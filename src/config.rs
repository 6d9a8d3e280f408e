use clap::Parser;
use std::time::Duration;

use crate::budget::BudgetConfig;
use crate::directions::DirectionsConfig;
use crate::places::PlaceCacheConfig;
use crate::rate_limit::{PolicyConfig, ThrottleConfig};

// CLI argument structure
#[derive(Parser, Debug, Clone)]
#[command(name = "culturemap-gateway")]
#[command(about = "Rate limiting and caching gateway for the culture outing planner")]
pub struct Args {
    // Port to run the server on
    #[arg(short, long, default_value_t = 8080)]
    pub port: u16,

    // Planner backend the gateway forwards to
    // Example: "localhost:8081"
    #[arg(short, long, default_value = "localhost:8081")]
    pub upstream: String,

    // Kakao REST API key; directions and nearby search are disabled without it
    #[arg(long, env = "KAKAO_REST_API_KEY")]
    pub kakao_rest_api_key: Option<String>,

    #[arg(long, default_value = "https://apis-navi.kakaomobility.com/v1/directions")]
    pub kakao_mobility_url: String,

    #[arg(long, default_value = "https://dapi.kakao.com/v2/local/search")]
    pub kakao_local_url: String,

    // Login attempts allowed per window, per "ip:email"
    #[arg(long, default_value_t = 5)]
    pub login_limit: u32,

    // Login attempt window in seconds
    #[arg(long, default_value_t = 300)]
    pub login_window: u64,

    // Nearby searches allowed per window, per client IP
    #[arg(long, default_value_t = 30)]
    pub search_limit: u32,

    // Search window in seconds
    #[arg(long, default_value_t = 60)]
    pub search_window: u64,

    // Search result cache TTL in seconds
    #[arg(long, default_value_t = 600)]
    pub search_cache_ttl: u64,

    // Popular places cache TTL in seconds
    #[arg(long, default_value_t = 3600)]
    pub popular_cache_ttl: u64,

    // Recent searches kept per user
    #[arg(long, default_value_t = 10)]
    pub max_recent: usize,

    // Directions cache TTL in seconds
    #[arg(long, default_value_t = 600)]
    pub directions_cache_ttl: u64,

    // Directions provider calls per minute
    #[arg(long, default_value_t = 60)]
    pub directions_per_minute: u32,

    // Directions provider calls per day
    #[arg(long, default_value_t = 400)]
    pub directions_daily: u32,

    // Seconds between sweeps of expired counters and cache entries
    #[arg(long, default_value_t = 300)]
    pub sweep_interval: u64,

    // Log filter, overridden by RUST_LOG
    #[arg(long, default_value = "info")]
    pub log_level: String,
}

impl Args {
    pub fn throttle(&self) -> ThrottleConfig {
        ThrottleConfig {
            login_attempt: PolicyConfig {
                limit: self.login_limit,
                window: Duration::from_secs(self.login_window),
            },
            search: PolicyConfig {
                limit: self.search_limit,
                window: Duration::from_secs(self.search_window),
            },
        }
    }

    pub fn place_cache(&self) -> PlaceCacheConfig {
        PlaceCacheConfig {
            search_ttl: Duration::from_secs(self.search_cache_ttl),
            popular_ttl: Duration::from_secs(self.popular_cache_ttl),
            max_recent: self.max_recent,
        }
    }

    pub fn directions(&self) -> DirectionsConfig {
        DirectionsConfig {
            cache_ttl: Duration::from_secs(self.directions_cache_ttl),
            budget: BudgetConfig {
                per_minute: self.directions_per_minute,
                daily: self.directions_daily,
            },
        }
    }

    // blank keys count as missing
    pub fn kakao_key(&self) -> Option<&str> {
        self.kakao_rest_api_key.as_deref().map(str::trim).filter(|key| !key.is_empty())
    }
}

────────────────────────────────────────

ACTIVITY:
Select every line above that contains the word "allowed", and copy it.

WRITTEN ANSWER:
    // Login attempts allowed per window, per "ip:email"
    // Nearby searches allowed per window, per client IP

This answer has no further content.